[Numpy-discussion] Numpy array performance issue

Wed Feb 24 11:28:45 EST 2010

On Wed, Feb 24, 2010 at 10:21, Bruno Santos <bacmsantos at gmail.com> wrote:

>> The idiomatic way of doing this for numpy arrays would be:
>>
>> def test2(arrx):
>>    return (arrx >= 10).sum()
>>
>  Even this versions takes more time to run than my original python version
> with arrays.

Works fine for me, and gets better as the size increases:

In [1]: N = 100

In [2]: import numpy as np

In [3]: A = np.random.randint(0, 21, N)

In [4]: L = A.tolist()

In [5]: %timeit len([e for e in L if e >= 10])
100000 loops, best of 3: 15 us per loop

In [6]: %timeit (A >= 10).sum()
100000 loops, best of 3: 12.7 us per loop

In [7]: N = 1000

In [8]: %macro mm 3 4 5 6
Macro `mm` created.

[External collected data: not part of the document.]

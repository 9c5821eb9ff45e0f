pub mod errno_logging_tests;
pub mod isolation_tests;
pub mod lifecycle_tests;
pub mod signal_handling_tests;
//! Per-process scratch directory.

use nix::unistd::{getpid, Pid};
use std::fs::Permissions;
use std::io;
use std::os::unix::fs::PermissionsExt;
use std::path::{Path, PathBuf};
use tempfile::TempDir;
use thiserror::Error;
use tracing::{debug, info, warn};

use crate::signals;

#[derive(Debug, Error)]
pub enum WorkspaceError {
    #[error("cannot determine current directory: {0}")]
    CurrentDir(#[source] io::Error),
    #[error("failed to create workspace {path}: {source}")]
    Create { path: PathBuf, source: io::Error },
    #[error("failed to enter workspace {path}: {source}")]
    Enter { path: PathBuf, source: io::Error },
    #[error("failed to remove workspace {path}: {source}")]
    Remove { path: PathBuf, source: io::Error },
}

/// A uniquely named directory that exists for the lifetime of a test run.
///
/// The name is `<base>.<pid>`, so concurrently running copies never collide.
/// Only the process that created it removes it; a forked child holding a copy
/// of this value leaves the directory alone.
#[derive(Debug)]
pub struct TempWorkspace {
    path: PathBuf,
    dir: Option<TempDir>,
    owner: Pid,
    previous_dir: Option<PathBuf>,
}

impl TempWorkspace {
    /// Creates `<cwd>/<base>.<pid>` and makes it the current directory.
    pub fn create(base: &str) -> Result<Self, WorkspaceError> {
        let cwd = std::env::current_dir().map_err(WorkspaceError::CurrentDir)?;
        let mut workspace = Self::create_at(&cwd, base, getpid())?;
        workspace.enter()?;
        Ok(workspace)
    }

    /// Creates `<parent>/<base>.<pid>` without changing directory.
    pub fn create_at(parent: &Path, base: &str, pid: Pid) -> Result<Self, WorkspaceError> {
        let name = Self::dir_name(base, pid);
        let dir = tempfile::Builder::new()
            .prefix(&name)
            .rand_bytes(0)
            .permissions(Permissions::from_mode(0o700))
            .tempdir_in(parent)
            .map_err(|source| WorkspaceError::Create {
                path: parent.join(&name),
                source,
            })?;
        let path = dir.path().to_path_buf();
        info!("created workspace {}", path.display());
        Ok(Self {
            path,
            dir: Some(dir),
            owner: getpid(),
            previous_dir: None,
        })
    }

    pub fn dir_name(base: &str, pid: Pid) -> String {
        format!("{base}.{pid}")
    }

    pub fn path(&self) -> &Path {
        &self.path
    }

    /// Makes the workspace the current directory, remembering where we were.
    pub fn enter(&mut self) -> Result<(), WorkspaceError> {
        let previous = std::env::current_dir().map_err(WorkspaceError::CurrentDir)?;
        std::env::set_current_dir(&self.path).map_err(|source| WorkspaceError::Enter {
            path: self.path.clone(),
            source,
        })?;
        self.previous_dir.get_or_insert(previous);
        debug!("entered workspace {}", self.path.display());
        Ok(())
    }

    /// Leaves the directory if we are in it and removes it with everything
    /// the test left behind.
    pub fn destroy(mut self) -> Result<(), WorkspaceError> {
        self.remove()
    }

    fn remove(&mut self) -> Result<(), WorkspaceError> {
        let Some(dir) = self.dir.take() else {
            return Ok(());
        };
        if self.owner != getpid() {
            // The owner's copy of this value does the removal.
            let _ = dir.keep();
            return Ok(());
        }
        signals::register_fault_workspace(None);

        if let Some(previous) = self.previous_dir.take() {
            if let Err(e) = std::env::set_current_dir(&previous) {
                warn!("cannot return to {}: {}", previous.display(), e);
                let _ = std::env::set_current_dir("/");
            }
        }

        match dir.close() {
            Ok(()) => {
                info!("removed workspace {}", self.path.display());
                Ok(())
            }
            Err(e) if e.kind() == io::ErrorKind::NotFound => Ok(()),
            Err(source) => Err(WorkspaceError::Remove {
                path: self.path.clone(),
                source,
            }),
        }
    }
}

impl Drop for TempWorkspace {
    fn drop(&mut self) {
        if let Err(e) = self.remove() {
            warn!("workspace cleanup on drop failed: {}", e);
        }
    }
}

To execute, type its name (without quotes).
Macro contents:
A = np.random.randint(0, 21, N)
L = A.tolist()
_ip.magic("timeit len([e for e in L if e >= 10])")
_ip.magic("timeit (A >= 10).sum()")

In [9]: mm
------> mm()
10000 loops, best of 3: 103 us per loop
100000 loops, best of 3: 17.6 us per loop

-- 
Robert Kern

"I have come to believe that the whole world is an enigma, a harmless
enigma that is made terrible by our own mad attempt to interpret it as
though it had an underlying truth."
  -- Umberto Eco